Sur la question du contrôle, pointée par L214, Craon rappelle que la Direction Départementale de l’Emploi, du Travail, des Solidarités et de la Protection des Populations a réalisé un contrôle durant trois semaines à l'automne dernier. "En novembre dernier, les mêmes services ont attribué la note B (NDLR : tous les abattoirs de France sont notés de A, la note maximale, à D, la note la plus faible). "Pour notre établissement, avoir un B est une très bonne notation. Nous l’avons acquis depuis deux ans. Elle prouve le sérieux de nos équipes", indique le maire Bertrand de Guébriant. Il poursuit, "de plus, trois agents des services de l’État sont présents sur place chaque jour et contrôlent le fonctionnement de l’abattoir de Craon. Dans un souci d’amélioration permanente, la Ville de Craon a, en décembre dernier, lancé une procédure pour créer un poste spécifique à la bien traitance animale au sein de l’abattoir". 

"Ce montage vidéo vise à jeter l’opprobre sur des agents professionnels, impliqués, engagés et rendant un service public de grande qualité. 70 à 80 éleveurs font appel chaque année aux services de l’abattoir de Craon, le seul établissement municipal dans les Pays de la Loire", conclu la municipalité. Le maire Bertrand de Guébriant se réserve le droit de porter plainte contre L214.

 

Des modifications apportées depuis une mise en demeure selon la Préfecture

 

Dans la foulée, la préfecture de la Mayenne a réagi. Elle qualifie l'action de L214 de clandestine et illégale. Les services de l'État rappellent que les quatre abattoirs mayennais sont inspectés régulièrement par les services vétérinaires de l’État chargés l’application de la réglementation relative à la protection animale. "Dans le cadre de leur mission d’inspection permanente, les services de l’État ont adressé le 21 avril 2023 à l’exploitant de cet abattoir une mise en demeure sur les conditions d’immobilisation des animaux avant leur étourdissement. Cette mise en demeure a toutefois été levée le 12 juillet suivant au regard des actions correctives déjà engagées", peut-on lire dans un communiqué. 

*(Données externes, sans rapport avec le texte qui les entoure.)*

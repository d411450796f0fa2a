//! The normalized output record.

use serde::Serialize;

/// Separator between authors in the flat `Authors` column.
pub const AUTHOR_SEPARATOR: &str = ", ";

/// Separator between affiliations in the flat `Affiliation` column.
pub const AFFILIATION_SEPARATOR: &str = "; ";

/// Separator between keywords in the flat `Keywords` column.
pub const KEYWORD_SEPARATOR: &str = ", ";

/// One article, normalized to a fixed schema.
///
/// Missing leaf fields are empty strings and missing lists are empty, never
/// absent, so every record has the same width.
#[derive(Debug, Clone, Default, PartialEq, Eq)]
pub struct Record {
    pub pmid: String,
    pub title: String,
    /// `AbstractText` segments joined with a single space.
    pub abstract_text: String,
    /// `"Firstname Lastname"` per author with a last name, in document order.
    pub authors: Vec<String>,
    pub affiliations: Vec<String>,
    /// Four-digit year, or empty.
    pub year: String,
    pub keywords: Vec<String>,
    pub journal: String,
    pub doi: String,
}

/// A [`Record`] flattened into output columns.
#[derive(Debug, Serialize, PartialEq, Eq)]
pub struct RecordRow<'a> {
    #[serde(rename = "PMID")]
    pub pmid: &'a str,
    #[serde(rename = "Title")]
    pub title: &'a str,
    #[serde(rename = "Abstract")]
    pub abstract_text: &'a str,
    #[serde(rename = "Authors")]
    pub authors: String,
    #[serde(rename = "Affiliation")]
    pub affiliations: String,
    #[serde(rename = "Year")]
    pub year: &'a str,
    #[serde(rename = "Keywords")]
    pub keywords: String,
    #[serde(rename = "Journal")]
    pub journal: &'a str,
    #[serde(rename = "DOI")]
    pub doi: &'a str,
}

impl Record {
    /// Joins the list fields into their flat column form.
    #[must_use]
    pub fn to_row(&self) -> RecordRow<'_> {
        RecordRow {
            pmid: &self.pmid,
            title: &self.title,
            abstract_text: &self.abstract_text,
            authors: self.authors.join(AUTHOR_SEPARATOR),
            affiliations: self.affiliations.join(AFFILIATION_SEPARATOR),
            year: &self.year,
            keywords: self.keywords.join(KEYWORD_SEPARATOR),
            journal: &self.journal,
            doi: &self.doi,
        }
    }
}
//! Batch retrieval of a stored result set.
//!
//! # Features
//!
//! - Strictly sequential paging by `retstart`, in offset order
//! - Fixed pacing after every page ([`Pacer`])
//! - Bounded attempts per page; only timeouts are retried ([`RetryPolicy`])
//! - Fail-fast: one unrecoverable page aborts the run ([`FetchError`])
//!
//! # Example
//!
//! ```no_run
//! use harvester_core::HarvestConfig;
//! use harvester_core::eutils::{EutilsClient, SearchHandleResolver};
//! use harvester_core::fetch::BatchFetcher;
//!
//! # async fn example() -> Result<(), Box<dyn std::error::Error>> {
//! let config = HarvestConfig::default();
//! let client = EutilsClient::new(&config)?;
//! let handle = SearchHandleResolver::new(&client).resolve("zebrafish", 1000).await?;
//! let pages = BatchFetcher::new(&client, &config).fetch_all(&handle).await?;
//! println!("{} pages", pages.len());
//! # Ok(())
//! # }
//! ```

mod batch;
mod error;
mod pacer;
mod retry;

pub use batch::{BatchFetcher, RawPage, page_offsets};
pub use error::FetchError;
pub use pacer::Pacer;
pub use retry::{AbortReason, FailureKind, RetryDecision, RetryPolicy, classify_error};
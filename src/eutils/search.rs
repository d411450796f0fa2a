//! Search step: turn a query term into a server-side result-set handle.

use serde::Deserialize;
use tracing::{info, instrument, warn};

use super::{Eutils, SearchError};

/// Server reference to a stored, already-executed search.
///
/// Fetch calls carry `web_env` + `query_key` instead of the query text, so
/// pagination stays stable across pages.
#[derive(Debug, Clone, PartialEq, Eq)]
pub struct SearchHandle {
    /// History server session token (`WebEnv`).
    pub web_env: String,
    /// Query slot within the session (`query_key`).
    pub query_key: String,
    /// Number of ids the search returned; capped by the search `retmax`.
    pub total_count: usize,
    /// Server-side match count, when reported. May exceed `total_count`.
    pub reported_count: Option<u64>,
}

impl SearchHandle {
    /// Whether the requested `retmax` cut the stored result set short.
    #[must_use]
    pub fn is_capped(&self) -> bool {
        self.reported_count
            .is_some_and(|reported| reported > u64::try_from(self.total_count).unwrap_or(u64::MAX))
    }
}

#[derive(Debug, Deserialize)]
struct SearchEnvelope {
    esearchresult: Option<SearchResult>,
}

#[derive(Debug, Deserialize)]
struct SearchResult {
    count: Option<String>,
    idlist: Option<Vec<String>>,
    webenv: Option<String>,
    querykey: Option<String>,
    #[serde(rename = "ERROR")]
    error: Option<String>,
}

/// Parses an `esearch` JSON body into a [`SearchHandle`].
///
/// # Errors
///
/// Returns [`SearchError::Protocol`] when the body is not JSON, carries a
/// server-side `ERROR`, or lacks `idlist`, `webenv`, or `querykey`.
pub fn parse_search_response(body: &str) -> Result<SearchHandle, SearchError> {
    let envelope: SearchEnvelope = serde_json::from_str(body)
        .map_err(|e| SearchError::protocol(format!("body is not valid JSON: {e}")))?;
    let result = envelope
        .esearchresult
        .ok_or_else(|| SearchError::protocol("missing esearchresult"))?;

    if let Some(message) = result.error.filter(|m| !m.trim().is_empty()) {
        return Err(SearchError::protocol(format!("server reported: {message}")));
    }

    let ids = result
        .idlist
        .ok_or_else(|| SearchError::protocol("missing esearchresult.idlist"))?;
    let web_env = result
        .webenv
        .ok_or_else(|| SearchError::protocol("missing esearchresult.webenv"))?;
    let query_key = result
        .querykey
        .ok_or_else(|| SearchError::protocol("missing esearchresult.querykey"))?;

    Ok(SearchHandle {
        web_env,
        query_key,
        total_count: ids.len(),
        reported_count: result.count.and_then(|c| c.trim().parse().ok()),
    })
}

/// Issues the one-shot search call. Not paced and not retried.
pub struct SearchHandleResolver<'a, E: Eutils + ?Sized> {
    eutils: &'a E,
}

impl<'a, E: Eutils + ?Sized> SearchHandleResolver<'a, E> {
    #[must_use]
    pub fn new(eutils: &'a E) -> Self {
        Self { eutils }
    }

    /// Searches for `term`, storing up to `max_results` ids server-side.
    ///
    /// # Errors
    ///
    /// [`SearchError::Transport`] when the call fails, [`SearchError::Protocol`]
    /// when the response has no usable handle.
    #[instrument(skip(self))]
    pub async fn resolve(&self, term: &str, max_results: u32) -> Result<SearchHandle, SearchError> {
        let body = self.eutils.esearch(term, max_results).await?;
        let handle = parse_search_response(&body)?;

        if handle.is_capped() {
            warn!(
                total_count = handle.total_count,
                reported_count = handle.reported_count,
                max_results,
                "search matched more records than will be fetched"
            );
        }
        info!(
            total_count = handle.total_count,
            query_key = %handle.query_key,
            "search stored on history server"
        );
        Ok(handle)
    }
}
//! Provider access window.
//!
//! NCBI asks bulk E-utilities jobs to run on weekends or between 21:00 and
//! 05:00 US Eastern time. [`AccessWindow`] is a pure predicate over an instant:
//! it keeps no memory of earlier checks, so a denial is final for the run and
//! nothing is queued for later.
//!
//! # Example
//!
//! ```
//! use chrono::{TimeZone, Utc};
//! use harvester_core::window::AccessWindow;
//!
//! let window = AccessWindow::new(chrono_tz::US::Eastern);
//! // Saturday afternoon in New York.
//! let now = Utc.with_ymd_and_hms(2024, 6, 15, 18, 0, 0).unwrap();
//! assert!(window.is_allowed(now));
//! ```

use chrono::{DateTime, Datelike, NaiveTime, Timelike, Utc, Weekday};
use chrono_tz::Tz;
use tracing::debug;

/// Hour the nightly window opens (inclusive).
const NIGHT_START_HOUR: u32 = 21;

/// Hour the nightly window closes; exactly `05:00:00` is still inside.
const NIGHT_END_HOUR: u32 = 5;

/// Weekend/night access predicate evaluated in a fixed timezone.
#[derive(Debug, Clone, Copy, PartialEq, Eq)]
pub struct AccessWindow {
    timezone: Tz,
}

impl Default for AccessWindow {
    fn default() -> Self {
        Self::new(crate::config::DEFAULT_TIMEZONE)
    }
}

impl AccessWindow {
    #[must_use]
    pub fn new(timezone: Tz) -> Self {
        Self { timezone }
    }

    /// Timezone the window is evaluated in.
    #[must_use]
    pub fn timezone(&self) -> Tz {
        self.timezone
    }

    /// `now` converted to the window's timezone.
    #[must_use]
    pub fn local_time(&self, now: DateTime<Utc>) -> DateTime<Tz> {
        now.with_timezone(&self.timezone)
    }

    /// Whether bulk retrieval may start at `now`.
    ///
    /// Saturday and Sunday are always open. On weekdays the local time must be
    /// at or after 21:00:00 or at or before 05:00:00.
    #[must_use]
    pub fn is_allowed(&self, now: DateTime<Utc>) -> bool {
        let local = self.local_time(now);
        let allowed = is_weekend(local.weekday()) || is_night(local.time());
        debug!(
            local = %local,
            weekday = %local.weekday(),
            allowed,
            "access window evaluated"
        );
        allowed
    }
}

fn is_weekend(day: Weekday) -> bool {
    matches!(day, Weekday::Sat | Weekday::Sun)
}

fn is_night(time: NaiveTime) -> bool {
    let hour = time.hour();
    let on_the_hour = time.minute() == 0 && time.second() == 0 && time.nanosecond() == 0;
    hour >= NIGHT_START_HOUR || hour < NIGHT_END_HOUR || (hour == NIGHT_END_HOUR && on_the_hour)
}
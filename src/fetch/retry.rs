//! Retry policy for page fetches.
//!
//! A failed attempt is classified into a [`FailureKind`], then the pure
//! [`RetryPolicy::decide`] turns `(kind, attempt)` into a [`RetryDecision`].
//! Only timeouts are retried, after a fixed cooldown; everything else aborts
//! the page on the spot.
//!
//! # Example
//!
//! ```
//! use std::time::Duration;
//! use harvester_core::fetch::{FailureKind, RetryDecision, RetryPolicy};
//!
//! let policy = RetryPolicy::new(3, Duration::from_secs(5));
//! assert_eq!(
//!     policy.decide(FailureKind::Timeout, 1),
//!     RetryDecision::Retry { delay: Duration::from_secs(5), attempt: 2 }
//! );
//! assert!(matches!(policy.decide(FailureKind::Timeout, 3), RetryDecision::Abort { .. }));
//! ```

use std::time::Duration;

use tracing::debug;

use crate::config::{DEFAULT_MAX_ATTEMPTS, DEFAULT_RETRY_COOLDOWN};
use crate::eutils::TransportError;

/// Classification of a failed page attempt.
#[derive(Debug, Clone, Copy, PartialEq, Eq)]
pub enum FailureKind {
    /// The attempt ran out of time. Retryable.
    Timeout,

    /// Anything else: non-2xx status, connection or body failure.
    Fatal,
}

/// Why a page is not retried.
#[derive(Debug, Clone, Copy, PartialEq, Eq)]
pub enum AbortReason {
    /// The failure kind is never retried.
    NotRetryable,
    /// All attempts were used.
    Exhausted,
}

/// Decision after a failed page attempt.
#[derive(Debug, Clone, PartialEq, Eq)]
pub enum RetryDecision {
    /// Wait `delay`, then make attempt number `attempt` (1-indexed).
    Retry {
        /// Cooldown before the next attempt.
        delay: Duration,
        /// Number of the next attempt.
        attempt: u32,
    },

    /// Give up on the page.
    Abort {
        /// Why no further attempt is made.
        reason: AbortReason,
    },
}

/// Bounded fixed-cooldown retry policy.
#[derive(Debug, Clone, PartialEq, Eq)]
pub struct RetryPolicy {
    /// Maximum number of attempts (including the initial attempt).
    max_attempts: u32,

    /// Fixed wait between a timed-out attempt and the next one.
    cooldown: Duration,
}

impl Default for RetryPolicy {
    fn default() -> Self {
        Self {
            max_attempts: DEFAULT_MAX_ATTEMPTS,
            cooldown: DEFAULT_RETRY_COOLDOWN,
        }
    }
}

impl RetryPolicy {
    /// Creates a policy; `max_attempts` is clamped to at least one.
    #[must_use]
    pub fn new(max_attempts: u32, cooldown: Duration) -> Self {
        Self {
            max_attempts: max_attempts.max(1),
            cooldown,
        }
    }

    /// Returns the maximum number of attempts configured.
    #[must_use]
    pub fn max_attempts(&self) -> u32 {
        self.max_attempts
    }

    #[must_use]
    pub fn cooldown(&self) -> Duration {
        self.cooldown
    }

    /// Decides what follows failed attempt number `attempt` (1-indexed).
    #[must_use]
    pub fn decide(&self, kind: FailureKind, attempt: u32) -> RetryDecision {
        if kind == FailureKind::Fatal {
            return RetryDecision::Abort {
                reason: AbortReason::NotRetryable,
            };
        }

        if attempt >= self.max_attempts {
            debug!(attempt, max = self.max_attempts, "max attempts reached");
            return RetryDecision::Abort {
                reason: AbortReason::Exhausted,
            };
        }

        RetryDecision::Retry {
            delay: self.cooldown,
            attempt: attempt + 1,
        }
    }
}

/// Classifies a transport failure for [`RetryPolicy::decide`].
#[must_use]
pub fn classify_error(error: &TransportError) -> FailureKind {
    if error.is_timeout() {
        FailureKind::Timeout
    } else {
        FailureKind::Fatal
    }
}
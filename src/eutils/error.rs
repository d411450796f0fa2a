//! Error types for the E-utilities transport and search call.
//!
//! [`TransportError`] covers a single HTTP exchange. [`SearchError`] is what the
//! one-shot search step reports: either the exchange failed, or it succeeded but
//! the body was not the JSON the protocol promises.

use thiserror::Error;

/// Failure of one HTTP exchange with an E-utilities endpoint.
#[derive(Debug, Error)]
pub enum TransportError {
    /// The request did not complete within its time bound.
    #[error("timeout requesting {url}")]
    Timeout {
        /// The endpoint that timed out.
        url: String,
    },

    /// The endpoint answered with a non-success status.
    #[error("HTTP {status} from {url}")]
    HttpStatus {
        /// The endpoint that returned the status.
        url: String,
        /// The HTTP status code.
        status: u16,
    },

    /// Connection, TLS, or body-read failure.
    #[error("network error requesting {url}: {source}")]
    Network {
        /// The endpoint being requested.
        url: String,
        /// The underlying network error.
        #[source]
        source: reqwest::Error,
    },

    /// The endpoint URL could not be built from the configured base.
    #[error("invalid endpoint URL: {url}")]
    InvalidUrl {
        /// The rejected URL string.
        url: String,
    },

    /// The HTTP client could not be constructed.
    #[error("HTTP client construction failed: {reason}")]
    Client {
        /// What went wrong.
        reason: String,
    },
}

impl TransportError {
    /// Creates a timeout error.
    pub fn timeout(url: impl Into<String>) -> Self {
        Self::Timeout { url: url.into() }
    }

    /// Creates an HTTP status error.
    pub fn http_status(url: impl Into<String>, status: u16) -> Self {
        Self::HttpStatus {
            url: url.into(),
            status,
        }
    }

    /// Creates a network error from a reqwest error, promoting timeouts.
    pub fn from_reqwest(url: impl Into<String>, source: reqwest::Error) -> Self {
        if source.is_timeout() {
            Self::Timeout { url: url.into() }
        } else {
            Self::Network {
                url: url.into(),
                source,
            }
        }
    }

    /// Creates an invalid URL error.
    pub fn invalid_url(url: impl Into<String>) -> Self {
        Self::InvalidUrl { url: url.into() }
    }

    /// Whether this failure is the timeout class that page fetches retry.
    #[must_use]
    pub fn is_timeout(&self) -> bool {
        matches!(self, Self::Timeout { .. })
    }
}

/// Failure of the one-shot search call.
#[derive(Debug, Error)]
pub enum SearchError {
    /// The search request itself failed. Never retried.
    #[error("search request failed: {0}")]
    Transport(#[from] TransportError),

    /// The response arrived but does not carry a usable result-set handle.
    #[error("unexpected search response: {reason}")]
    Protocol {
        /// What was missing or malformed.
        reason: String,
    },
}

impl SearchError {
    /// Creates a protocol error.
    pub fn protocol(reason: impl Into<String>) -> Self {
        Self::Protocol {
            reason: reason.into(),
        }
    }
}

// No `From<reqwest::Error>`: every variant needs the URL, so callers go through
// the helper constructors instead.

La préfecture confirme les propos de la mairie sur l'installation, à la fin du mois de décembre, d'un nouvel équipement de contention (ndlr : que la mairie nomme piège) plus adapté à toutes les tailles de bovins. "Dans ces conditions, les installations qui apparaissent dans la vidéo diffusée par L214 ne sont donc pas celles actuellement en service au sein de l’abattoir de Craon". Enfin, les services de l’État précisent : "que le seul visionnage d’images filmées par L214 ne permet pas de conclure en l’espèce à des cas de souffrance animale".